The Nutty Professor

Film Reviews DVD
The Nutty Professor

By the time Vampire In Brooklyn was released last year, the act of watching, let alone enjoying, an Eddie Murphy movie seemed a pastime of yore. But Murphy's Major Career Comeback assumes the form of a remake of Jerry Lewis' The Nutty Professor—a seemingly foolish choice for an image overhaul, but it does revive Murphy's dormant gifts for ad-libbing and wacky characterizations.

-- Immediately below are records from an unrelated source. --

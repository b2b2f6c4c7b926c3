//! Document persistence.
//!
//! [`DocumentStore`] is the raw, object safe contract a backend implements:
//! JSON bodies addressed by `(collection, id)` carrying a version number that
//! every successful write bumps. [`Store`] is the typed layer the services
//! use; its [`Store::modify`] is the only way a stored document changes.

use crate::error::{AppError, AppResult};
use anyhow::Context;
use async_trait::async_trait;
use chrono::{DateTime, Utc};
use serde::{de::DeserializeOwned, Serialize};
use serde_json::Value;
use std::sync::Arc;
use uuid::Uuid;

mod memory;
mod pg;
#[cfg(test)]
mod racing;

pub use memory::MemoryStore;
pub use pg::PgStore;
#[cfg(test)]
pub(crate) use racing::RacingStore;

/// Attempts [`Store::modify`] makes before giving up on a contended document.
const MAX_ATTEMPTS: usize = 16;

#[derive(Debug, Clone)]
pub struct Versioned {
    pub version: i64,
    pub body: Value,
}

#[async_trait]
pub trait DocumentStore: Send + Sync {
    async fn fetch(&self, collection: &'static str, id: Uuid) -> anyhow::Result<Option<Versioned>>;

    async fn fetch_all(&self, collection: &'static str) -> anyhow::Result<Vec<Versioned>>;

    async fn insert(&self, collection: &'static str, id: Uuid, body: Value) -> anyhow::Result<()>;

    /// Replaces the body only if the stored version still equals `expected`.
    /// Returns `false` when another write got there first.
    async fn compare_and_swap(
        &self,
        collection: &'static str,
        id: Uuid,
        expected: i64,
        body: Value,
    ) -> anyhow::Result<bool>;

    async fn remove(&self, collection: &'static str, id: Uuid) -> anyhow::Result<bool>;

    /// Claims `key` within `namespace` for `owner`. Returns `false` if the key
    /// is already held.
    async fn reserve_key(&self, namespace: &'static str, key: &str, owner: Uuid) -> anyhow::Result<bool>;

    async fn release_key(&self, namespace: &'static str, key: &str) -> anyhow::Result<()>;

    async fn key_owner(&self, namespace: &'static str, key: &str) -> anyhow::Result<Option<Uuid>>;

    /// Atomically increments and returns the named counter, starting at 1.
    async fn next_in_sequence(&self, name: &str) -> anyhow::Result<i64>;
}

pub trait Document: Serialize + DeserializeOwned + Send + Sync + 'static {
    const COLLECTION: &'static str;
    /// Name used in not-found errors.
    const KIND: &'static str;

    fn id(&self) -> Uuid;

    fn touch(&mut self, at: DateTime<Utc>);
}

#[derive(Clone)]
pub struct Store {
    inner: Arc<dyn DocumentStore>,
}

impl Store {
    pub fn new(inner: Arc<dyn DocumentStore>) -> Store {
        Store { inner }
    }

    pub fn memory() -> Store {
        Store::new(Arc::new(MemoryStore::default()))
    }

    pub async fn find<T: Document>(&self, id: Uuid) -> AppResult<Option<T>> {
        match self.inner.fetch(T::COLLECTION, id).await? {
            Some(doc) => Ok(Some(decode(doc.body)?)),
            None => Ok(None),
        }
    }

    pub async fn get<T: Document>(&self, id: Uuid) -> AppResult<T> {
        self.find(id).await?.ok_or(AppError::NotFound(T::KIND))
    }

    pub async fn all<T: Document>(&self) -> AppResult<Vec<T>> {
        self.inner
            .fetch_all(T::COLLECTION)
            .await?
            .into_iter()
            .map(|doc| decode(doc.body))
            .collect()
    }

    pub async fn create<T: Document>(&self, doc: &T) -> AppResult<()> {
        let body = serde_json::to_value(doc).context("failed to encode document")?;
        self.inner.insert(T::COLLECTION, doc.id(), body).await?;
        Ok(())
    }

    /// Optimistic read-modify-write. `change` runs against the freshest copy
    /// and may reject it; the result is written only if nobody else wrote in
    /// between, otherwise the whole step is retried.
    pub async fn modify<T, R, F>(&self, id: Uuid, mut change: F) -> AppResult<(T, R)>
    where
        T: Document,
        R: Send,
        F: FnMut(&mut T) -> AppResult<R> + Send,
    {
        for attempt in 1..=MAX_ATTEMPTS {
            let current = self
                .inner
                .fetch(T::COLLECTION, id)
                .await?
                .ok_or(AppError::NotFound(T::KIND))?;
            let mut doc: T = decode(current.body)?;
            let outcome = change(&mut doc)?;
            doc.touch(Utc::now());

            let body = serde_json::to_value(&doc).context("failed to encode document")?;
            if self
                .inner
                .compare_and_swap(T::COLLECTION, id, current.version, body)
                .await?
            {
                return Ok((doc, outcome));
            }
            tracing::debug!(collection = T::COLLECTION, %id, attempt, "version conflict, retrying");
        }
        Err(anyhow::anyhow!("gave up writing {}/{} after {} attempts", T::COLLECTION, id, MAX_ATTEMPTS).into())
    }

    /// Returns the removed document, if there was one.
    pub async fn delete<T: Document>(&self, id: Uuid) -> AppResult<Option<T>> {
        let Some(doc) = self.find::<T>(id).await? else {
            return Ok(None);
        };
        if self.inner.remove(T::COLLECTION, id).await? {
            Ok(Some(doc))
        } else {
            Ok(None)
        }
    }

    pub async fn reserve_key(&self, namespace: &'static str, key: &str, owner: Uuid) -> AppResult<bool> {
        Ok(self.inner.reserve_key(namespace, key, owner).await?)
    }

    pub async fn release_key(&self, namespace: &'static str, key: &str) -> AppResult<()> {
        Ok(self.inner.release_key(namespace, key).await?)
    }

    pub async fn key_owner(&self, namespace: &'static str, key: &str) -> AppResult<Option<Uuid>> {
        Ok(self.inner.key_owner(namespace, key).await?)
    }

    pub async fn next_in_sequence(&self, name: &str) -> AppResult<i64> {
        Ok(self.inner.next_in_sequence(name).await?)
    }
}

fn decode<T: Document>(body: Value) -> AppResult<T> {
    Ok(serde_json::from_value(body)
        .with_context(|| format!("corrupt document in {}", T::COLLECTION))?)
}

#[cfg(test)]
mod tests {
    use super::*;
    use serde::Deserialize;

    #[derive(Debug, Clone, Serialize, Deserialize)]
    struct Counter {
        id: Uuid,
        hits: u32,
        updated_at: DateTime<Utc>,
    }

    impl Document for Counter {
        const COLLECTION: &'static str = "counters";
        const KIND: &'static str = "Counter";

        fn id(&self) -> Uuid {
            self.id
        }

        fn touch(&mut self, at: DateTime<Utc>) {
            self.updated_at = at;
        }
    }

    async fn seeded() -> (Store, Uuid) {
        let store = Store::memory();
        let counter = Counter {
            id: Uuid::new_v4(),
            hits: 0,
            updated_at: Utc::now(),
        };
        store.create(&counter).await.unwrap();
        (store, counter.id)
    }

    #[tokio::test]
    async fn concurrent_modifications_are_not_lost() {
        let racing = Arc::new(RacingStore::new(Counter::COLLECTION, 8));
        let store = Store::new(racing.clone());
        let id = Uuid::new_v4();
        store
            .create(&Counter {
                id,
                hits: 0,
                updated_at: Utc::now(),
            })
            .await
            .unwrap();
        racing.arm();

        let tasks: Vec<_> = (0..8)
            .map(|_| {
                let store = store.clone();
                tokio::spawn(async move {
                    store
                        .modify::<Counter, _, _>(id, |c| {
                            c.hits += 1;
                            Ok(())
                        })
                        .await
                })
            })
            .collect();
        for task in tasks {
            task.await.unwrap().unwrap();
        }

        assert_eq!(store.get::<Counter>(id).await.unwrap().hits, 8);
        // all eight read the same version, so seven writes had to retry
        assert!(racing.lost_swaps() >= 7);
    }

    #[tokio::test]
    async fn rejected_change_is_not_written() {
        let (store, id) = seeded().await;
        let err = store
            .modify::<Counter, (), _>(id, |c| {
                c.hits = 99;
                Err(AppError::conflict("no"))
            })
            .await
            .unwrap_err();

        assert!(matches!(err, AppError::Conflict(_)));
        assert_eq!(store.get::<Counter>(id).await.unwrap().hits, 0);
    }

    #[tokio::test]
    async fn missing_documents() {
        let store = Store::memory();
        let id = Uuid::new_v4();
        assert!(matches!(
            store.get::<Counter>(id).await,
            Err(AppError::NotFound("Counter"))
        ));
        assert!(store.delete::<Counter>(id).await.unwrap().is_none());
    }
}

The original was Lewis' uneasy attempt to combine his broad clowning with grandiose cinematic technique; Murphy's less ambitious but more sympathetic version comes closer to the mark, with spastic Julius Kelp replaced by sweet, shy, overweight Sherman Klump. While Kelp's formula transformed him into a thinly disguised Dean Martin parody, Klump's elixir turns him into Eddie Murphy, or at least the slick, machismo-soaked wiseass he usually portrays. (Is it a sly repudiation of past cinematic transgressions?) The film is otherwise plastic; the supporting players stink and a few too many fart jokes exist where wit belonged. But underneath his Rick Baker fat-suit and makeup, Murphy conveys a genuine sense of humility and hurt, and his turns as Klump's obese, lusty clan evoke his Saturday Night Live salad days.